Phobic Anxiety Can Make You Age
By on July 13th, 2012

Have you ever wondered why it is said that worrying gives us grey hair? So have scientists, who have gone  about trying to understand the connection between ageing and stress. With They have found that phobic anxiety reduces the length of chromosome ends, called telomeres.

The Ends of Our DNA May Determine How We Age

Telomeric regions of the chromosome don’t contain any genes. They are simply buffer regions at the ends of chromosomes that help maintain genome stability. Every time a cell divides, the telomeric regions of the chromosomes are shortened by a little bit. They just protect functional genes from being degraded.  However, critically short telomeres lead to DNA damage, and short telomeres have been linked to cancers and several age-related diseases, including dementia . Telomeric shortening is thus one of the factors implicated in the ageing process.

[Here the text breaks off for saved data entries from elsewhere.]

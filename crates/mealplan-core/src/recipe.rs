//! Recipe types: locally kept recipes and normalised remote ones

use serde::{Deserialize, Serialize};

/// Number of ingredients shown on a recipe card
pub const CARD_INGREDIENT_COUNT: usize = 3;

/// A recipe kept in the local recipe book
#[derive(Debug, Clone, PartialEq, Eq, Serialize, Deserialize)]
pub struct Recipe {
    pub id: String,
    pub name: String,
    pub category: String,
    /// Minutes
    pub cook_time: u32,
    pub ingredients: Vec<String>,
    pub instructions: Vec<String>,
    #[serde(default)]
    pub image: Option<String>,
    #[serde(default)]
    pub tags: Vec<String>,
    #[serde(default)]
    pub source: Option<String>,
}

impl Recipe {
    /// Case-insensitive substring match on name, category or any ingredient
    pub fn matches(&self, query: &str) -> bool {
        let query = query.trim().to_lowercase();
        if query.is_empty() {
            return true;
        }
        self.name.to_lowercase().contains(&query)
            || self.category.to_lowercase().contains(&query)
            || self
                .ingredients
                .iter()
                .any(|i| i.to_lowercase().contains(&query))
    }

    pub fn card_summary(&self) -> String {
        card_summary(&self.ingredients)
    }

    /// Replace the editable fields, keeping id, tags and source
    pub fn apply(&mut self, draft: RecipeDraft) {
        self.name = draft.name;
        self.category = draft.category;
        self.cook_time = draft.cook_time;
        self.image = draft.image;
        self.ingredients = draft.ingredients;
        self.instructions = draft.instructions;
    }
}

/// The editable fields of a local recipe
#[derive(Debug, Clone, Default, PartialEq, Eq)]
pub struct RecipeDraft {
    pub name: String,
    pub category: String,
    pub cook_time: u32,
    pub image: Option<String>,
    pub ingredients: Vec<String>,
    pub instructions: Vec<String>,
}

/// First few ingredients joined by `", "`, with `...` when some are left out
pub fn card_summary(ingredients: &[String]) -> String {
    let shown = ingredients
        .iter()
        .take(CARD_INGREDIENT_COUNT)
        .map(String::as_str)
        .collect::<Vec<_>>()
        .join(", ");
    if ingredients.len() > CARD_INGREDIENT_COUNT {
        format!("{shown}...")
    } else {
        shown
    }
}

/// A remote search or category-filter hit
#[derive(Debug, Clone, PartialEq, Eq, Serialize, Deserialize)]
pub struct RecipeSummary {
    pub id: String,
    pub name: String,
    pub category: String,
    pub image: String,
    pub tags: Vec<String>,
    pub source: Option<String>,
}

#[derive(Debug, Clone, PartialEq, Eq, Serialize, Deserialize)]
pub struct Ingredient {
    pub name: String,
    pub measure: String,
}

impl Ingredient {
    /// `"<measure> <name>"`, or just the name when there is no measure
    pub fn display(&self) -> String {
        if self.measure.trim().is_empty() {
            self.name.clone()
        } else {
            format!("{} {}", self.measure.trim(), self.name)
        }
    }
}

/// A fully looked-up remote recipe
#[derive(Debug, Clone, PartialEq, Eq, Serialize, Deserialize)]
pub struct RecipeDetail {
    pub id: String,
    pub name: String,
    pub category: String,
    pub area: String,
    pub instructions: String,
    pub image: String,
    pub tags: Vec<String>,
    pub youtube: Option<String>,
    pub ingredients: Vec<Ingredient>,
}

impl RecipeDetail {
    /// Instruction text split into non-empty steps
    pub fn instruction_steps(&self) -> Vec<&str> {
        self.instructions
            .lines()
            .map(str::trim)
            .filter(|l| !l.is_empty())
            .collect()
    }
}

/// A remote recipe category
#[derive(Debug, Clone, PartialEq, Eq, Serialize, Deserialize)]
pub struct Category {
    pub id: String,
    pub name: String,
    pub thumbnail: String,
    pub description: String,
}

/// A recipe opened for viewing, either from the local book or looked up remotely
#[derive(Debug, Clone, PartialEq, Eq)]
pub enum RecipeView {
    Local(Recipe),
    Remote(RecipeDetail),
}

impl RecipeView {
    pub fn id(&self) -> &str {
        match self {
            RecipeView::Local(r) => &r.id,
            RecipeView::Remote(r) => &r.id,
        }
    }

    pub fn name(&self) -> &str {
        match self {
            RecipeView::Local(r) => &r.name,
            RecipeView::Remote(r) => &r.name,
        }
    }

    pub fn category(&self) -> &str {
        match self {
            RecipeView::Local(r) => &r.category,
            RecipeView::Remote(r) => &r.category,
        }
    }

    /// Only local recipes can be edited
    pub fn is_local(&self) -> bool {
        matches!(self, RecipeView::Local(_))
    }

    pub fn ingredient_lines(&self) -> Vec<String> {
        match self {
            RecipeView::Local(r) => r.ingredients.clone(),
            RecipeView::Remote(r) => r.ingredients.iter().map(Ingredient::display).collect(),
        }
    }

    pub fn instruction_lines(&self) -> Vec<String> {
        match self {
            RecipeView::Local(r) => r.instructions.clone(),
            RecipeView::Remote(r) => r
                .instruction_steps()
                .into_iter()
                .map(str::to_string)
                .collect(),
        }
    }

    /// Link to the recipe source, if one is known
    pub fn source(&self) -> Option<&str> {
        match self {
            RecipeView::Local(r) => r.source.as_deref(),
            RecipeView::Remote(r) => r.youtube.as_deref(),
        }
    }
}

/// The recipe book every session starts with
pub fn seed_recipes() -> Vec<Recipe> {
    fn recipe(
        id: &str,
        name: &str,
        category: &str,
        cook_time: u32,
        ingredients: &[&str],
        instructions: &[&str],
    ) -> Recipe {
        Recipe {
            id: id.to_string(),
            name: name.to_string(),
            category: category.to_string(),
            cook_time,
            ingredients: ingredients.iter().map(|s| s.to_string()).collect(),
            instructions: instructions.iter().map(|s| s.to_string()).collect(),
            image: None,
            tags: Vec::new(),
            source: None,
        }
    }

    vec![
        recipe(
            "1",
            "Avocado Toast",
            "Breakfast",
            10,
            &[
                "2 slices bread",
                "1 avocado",
                "Salt",
                "Pepper",
                "Red pepper flakes",
            ],
            &[
                "Toast bread until golden and firm.",
                "Remove pits from avocados, scoop into bowl, and mash with fork.",
                "Spread avocado on toast, sprinkle with salt, pepper, and red pepper flakes.",
            ],
        ),
        recipe(
            "2",
            "Greek Salad",
            "Lunch",
            15,
            &["Cucumber", "Tomatoes", "Red onion"],
            &[],
        ),
        recipe(
            "3",
            "Chicken Stir Fry",
            "Dinner",
            25,
            &["Chicken breast", "Bell peppers", "Broccoli"],
            &[],
        ),
        recipe(
            "4",
            "Pasta Carbonara",
            "Dinner",
            20,
            &["Spaghetti", "Eggs", "Parmesan cheese"],
            &[],
        ),
        recipe(
            "5",
            "Vegetable Curry",
            "Dinner",
            30,
            &["Potatoes", "Carrots"],
            &[],
        ),
    ]
}

#[cfg(test)]
mod tests {
    use super::*;

    #[test]
    fn test_seed_recipes() {
        let recipes = seed_recipes();
        assert_eq!(recipes.len(), 5);
        assert_eq!(recipes[0].name, "Avocado Toast");
        assert_eq!(recipes[0].cook_time, 10);
        assert_eq!(recipes[4].name, "Vegetable Curry");
    }

    #[test]
    fn test_card_summary_truncates_after_three() {
        let recipes = seed_recipes();
        assert_eq!(
            recipes[0].card_summary(),
            "2 slices bread, 1 avocado, Salt..."
        );
        assert_eq!(recipes[1].card_summary(), "Cucumber, Tomatoes, Red onion");
        assert_eq!(recipes[4].card_summary(), "Potatoes, Carrots");
        assert_eq!(card_summary(&[]), "");
    }

    #[test]
    fn test_recipe_matches_name_category_and_ingredients() {
        let recipes = seed_recipes();
        let curry = &recipes[4];
        assert!(curry.matches("curry"));
        assert!(curry.matches("DINNER"));
        assert!(curry.matches("carrot"));
        assert!(curry.matches(""));
        assert!(!curry.matches("avocado"));
    }

    #[test]
    fn test_apply_draft_keeps_identity() {
        let mut recipe = seed_recipes().remove(1);
        recipe.apply(RecipeDraft {
            name: "Big Greek Salad".into(),
            category: "Lunch".into(),
            cook_time: 20,
            image: None,
            ingredients: vec!["Feta".into()],
            instructions: vec!["Chop.".into()],
        });
        assert_eq!(recipe.id, "2");
        assert_eq!(recipe.name, "Big Greek Salad");
        assert_eq!(recipe.cook_time, 20);
        assert_eq!(recipe.ingredients, vec!["Feta".to_string()]);
    }

    #[test]
    fn test_remote_view_lines() {
        let detail = RecipeDetail {
            id: "52772".into(),
            name: "Teriyaki Chicken Casserole".into(),
            category: "Chicken".into(),
            area: "Japanese".into(),
            instructions: "Preheat oven.\r\n\r\nCombine soy sauce.\r\n".into(),
            image: String::new(),
            tags: vec!["Meat".into()],
            youtube: Some("https://www.youtube.com/watch?v=4aZr5hZXP_s".into()),
            ingredients: vec![
                Ingredient {
                    name: "soy sauce".into(),
                    measure: "3/4 cup".into(),
                },
                Ingredient {
                    name: "water".into(),
                    measure: " ".into(),
                },
            ],
        };
        let view = RecipeView::Remote(detail);
        assert!(!view.is_local());
        assert_eq!(
            view.ingredient_lines(),
            vec!["3/4 cup soy sauce".to_string(), "water".to_string()]
        );
        assert_eq!(
            view.instruction_lines(),
            vec!["Preheat oven.".to_string(), "Combine soy sauce.".to_string()]
        );
        assert!(view.source().is_some());
    }
}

anxiety makes you age faster

Having phobic anxiety can make you age faster. Image Credit: http://all4women.co.za

Researchers at the Brigham’s Women’s and Children’s Hospital in Boston measured relative telomere lengths from white blood cells of women who had been identified on an index estimating phobic anxiety levels. This index covers ‘fear disorders’, i.e., when a feeling of intense fear is set off by a single stimulus or a small set of stimuli, for instance, panic and claustrophobia. The difference in telomere lengths between unaffected women and women who were phobic was equivalent to a difference of 6 years in age. Putting it differently, phobias can make your telomeres look 6 years older (and that much more shorter).

Could Shorter Telomeres Cause Anxiety?

However, the lead investigator in this research, Dr. Olivia Okereke, refused to rule out the reverse possibility that shorter telomeres could lead to anxiety. Which came first, shorter telomeres, or phobic anxiety? Understanding the molecular basis of this association is the key to obtain more insight into the cause-effect nature of this correlation.

Author: Shweta Ramdas
Beginning life as a grad student studying human genetics.